**Problem to solve**
Give the entries again exactly, every one of them.

Recorded data:

//! RFC 8731 curve25519-sha256: X25519 ECDH with a SHA-256 exchange hash.

use curve25519_dalek::constants::ED25519_BASEPOINT_TABLE;
use curve25519_dalek::montgomery::MontgomeryPoint;
use curve25519_dalek::scalar::Scalar;
use sha2::{Digest, Sha256};
use ssh_encoding::Encode;
use zeroize::Zeroizing;

use super::{compute_keys, KexAlgorithm, KexType};
use crate::helpers::encode_mpint;
use crate::session::Exchange;
use crate::{cipher, mac, msg, Error};

pub struct Curve25519KexType {}

impl KexType for Curve25519KexType {
    fn make(&self) -> Box<dyn KexAlgorithm + Send> {
        Box::new(Curve25519Kex {
            local_secret: None,
            shared_secret: None,
        })
    }
}

pub struct Curve25519Kex {
    local_secret: Option<Scalar>,
    shared_secret: Option<MontgomeryPoint>,
}

// Key material stays out of logs.
impl std::fmt::Debug for Curve25519Kex {
    fn fmt(&self, f: &mut std::fmt::Formatter) -> std::fmt::Result {
        f.debug_struct("Curve25519Kex").finish_non_exhaustive()
    }
}

impl KexAlgorithm for Curve25519Kex {
    fn client_dh(
        &mut self,
        client_ephemeral: &mut Vec<u8>,
        writer: &mut Vec<u8>,
    ) -> Result<(), Error> {
        let secret = Scalar::from_bytes_mod_order(rand::random::<[u8; 32]>());
        let public = (ED25519_BASEPOINT_TABLE * &secret).to_montgomery();

        client_ephemeral.clear();
        client_ephemeral.extend(&public.0);

        msg::KEX_ECDH_INIT.encode(writer)?;
        public.0.as_slice().encode(writer)?;

        self.local_secret = Some(secret);
        Ok(())
    }

    fn compute_shared_secret(&mut self, remote_pubkey: &[u8]) -> Result<(), Error> {
        let secret = self.local_secret.take().ok_or(Error::KexInit)?;
        let point: [u8; 32] = remote_pubkey.try_into().map_err(|_| Error::Kex)?;
        self.shared_secret = Some(secret * MontgomeryPoint(point));
        Ok(())
    }

    /// See page 7 of RFC 5656; `key` is the length-prefixed host key blob.
    fn compute_exchange_hash(&self, key: &[u8], exchange: &Exchange) -> Result<Vec<u8>, Error> {
        let mut buffer = Vec::new();
        exchange.client_id.encode(&mut buffer)?;
        exchange.server_id.encode(&mut buffer)?;
        exchange.client_kex_init.encode(&mut buffer)?;
        exchange.server_kex_init.encode(&mut buffer)?;

        buffer.extend(key);
        exchange.client_ephemeral.encode(&mut buffer)?;
        exchange.server_ephemeral.encode(&mut buffer)?;

        if let Some(ref shared) = self.shared_secret {
            encode_mpint(&shared.0, &mut buffer)?;
        }

        Ok(Sha256::digest(&buffer).to_vec())
    }

    fn compute_keys(
        &self,
        session_id: &[u8],
        exchange_hash: &[u8],
        cipher: cipher::Name,
        remote_to_local_mac: mac::Name,
        local_to_remote_mac: mac::Name,
        is_server: bool,
    ) -> Result<cipher::CipherPair, Error> {
        let shared_mpint = match self.shared_secret {
            Some(ref shared) => {
                let mut buf = Zeroizing::new(Vec::new());
                encode_mpint(&shared.0, &mut *buf)?;
                Some(buf)
            }
            None => None,
        };

        compute_keys::<Sha256>(
            shared_mpint.as_deref().map(Vec::as_slice),
            session_id,
            exchange_hash,
            cipher,
            remote_to_local_mac,
            local_to_remote_mac,
            is_server,
        )
    }
}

**Result**
//! RFC 8731 curve25519-sha256: X25519 ECDH with a SHA-256 exchange hash.

use curve25519_dalek::constants::ED25519_BASEPOINT_TABLE;
use curve25519_dalek::montgomery::MontgomeryPoint;
use curve25519_dalek::scalar::Scalar;
use sha2::{Digest, Sha256};
use ssh_encoding::Encode;
use zeroize::Zeroizing;

use super::{compute_keys, KexAlgorithm, KexType};
use crate::helpers::encode_mpint;
use crate::session::Exchange;
use crate::{cipher, mac, msg, Error};

pub struct Curve25519KexType {}

impl KexType for Curve25519KexType {
    fn make(&self) -> Box<dyn KexAlgorithm + Send> {
        Box::new(Curve25519Kex {
            local_secret: None,
            shared_secret: None,
        })
    }
}

pub struct Curve25519Kex {
    local_secret: Option<Scalar>,
    shared_secret: Option<MontgomeryPoint>,
}

// Key material stays out of logs.
impl std::fmt::Debug for Curve25519Kex {
    fn fmt(&self, f: &mut std::fmt::Formatter) -> std::fmt::Result {
        f.debug_struct("Curve25519Kex").finish_non_exhaustive()
    }
}

impl KexAlgorithm for Curve25519Kex {
    fn client_dh(
        &mut self,
        client_ephemeral: &mut Vec<u8>,
        writer: &mut Vec<u8>,
    ) -> Result<(), Error> {
        let secret = Scalar::from_bytes_mod_order(rand::random::<[u8; 32]>());
        let public = (ED25519_BASEPOINT_TABLE * &secret).to_montgomery();

        client_ephemeral.clear();
        client_ephemeral.extend(&public.0);

        msg::KEX_ECDH_INIT.encode(writer)?;
        public.0.as_slice().encode(writer)?;

        self.local_secret = Some(secret);
        Ok(())
    }

    fn compute_shared_secret(&mut self, remote_pubkey: &[u8]) -> Result<(), Error> {
        let secret = self.local_secret.take().ok_or(Error::KexInit)?;
        let point: [u8; 32] = remote_pubkey.try_into().map_err(|_| Error::Kex)?;
        self.shared_secret = Some(secret * MontgomeryPoint(point));
        Ok(())
    }

    /// See page 7 of RFC 5656; `key` is the length-prefixed host key blob.
    fn compute_exchange_hash(&self, key: &[u8], exchange: &Exchange) -> Result<Vec<u8>, Error> {
        let mut buffer = Vec::new();
        exchange.client_id.encode(&mut buffer)?;
        exchange.server_id.encode(&mut buffer)?;
        exchange.client_kex_init.encode(&mut buffer)?;
        exchange.server_kex_init.encode(&mut buffer)?;

        buffer.extend(key);
        exchange.client_ephemeral.encode(&mut buffer)?;
        exchange.server_ephemeral.encode(&mut buffer)?;

        if let Some(ref shared) = self.shared_secret {
            encode_mpint(&shared.0, &mut buffer)?;
        }

        Ok(Sha256::digest(&buffer).to_vec())
    }

    fn compute_keys(
        &self,
        session_id: &[u8],
        exchange_hash: &[u8],
        cipher: cipher::Name,
        remote_to_local_mac: mac::Name,
        local_to_remote_mac: mac::Name,
        is_server: bool,
    ) -> Result<cipher::CipherPair, Error> {
        let shared_mpint = match self.shared_secret {
            Some(ref shared) => {
                let mut buf = Zeroizing::new(Vec::new());
                encode_mpint(&shared.0, &mut *buf)?;
                Some(buf)
            }
            None => None,
        };

        compute_keys::<Sha256>(
            shared_mpint.as_deref().map(Vec::as_slice),
            session_id,
            exchange_hash,
            cipher,
            remote_to_local_mac,
            local_to_remote_mac,
            is_server,
        )
    }
}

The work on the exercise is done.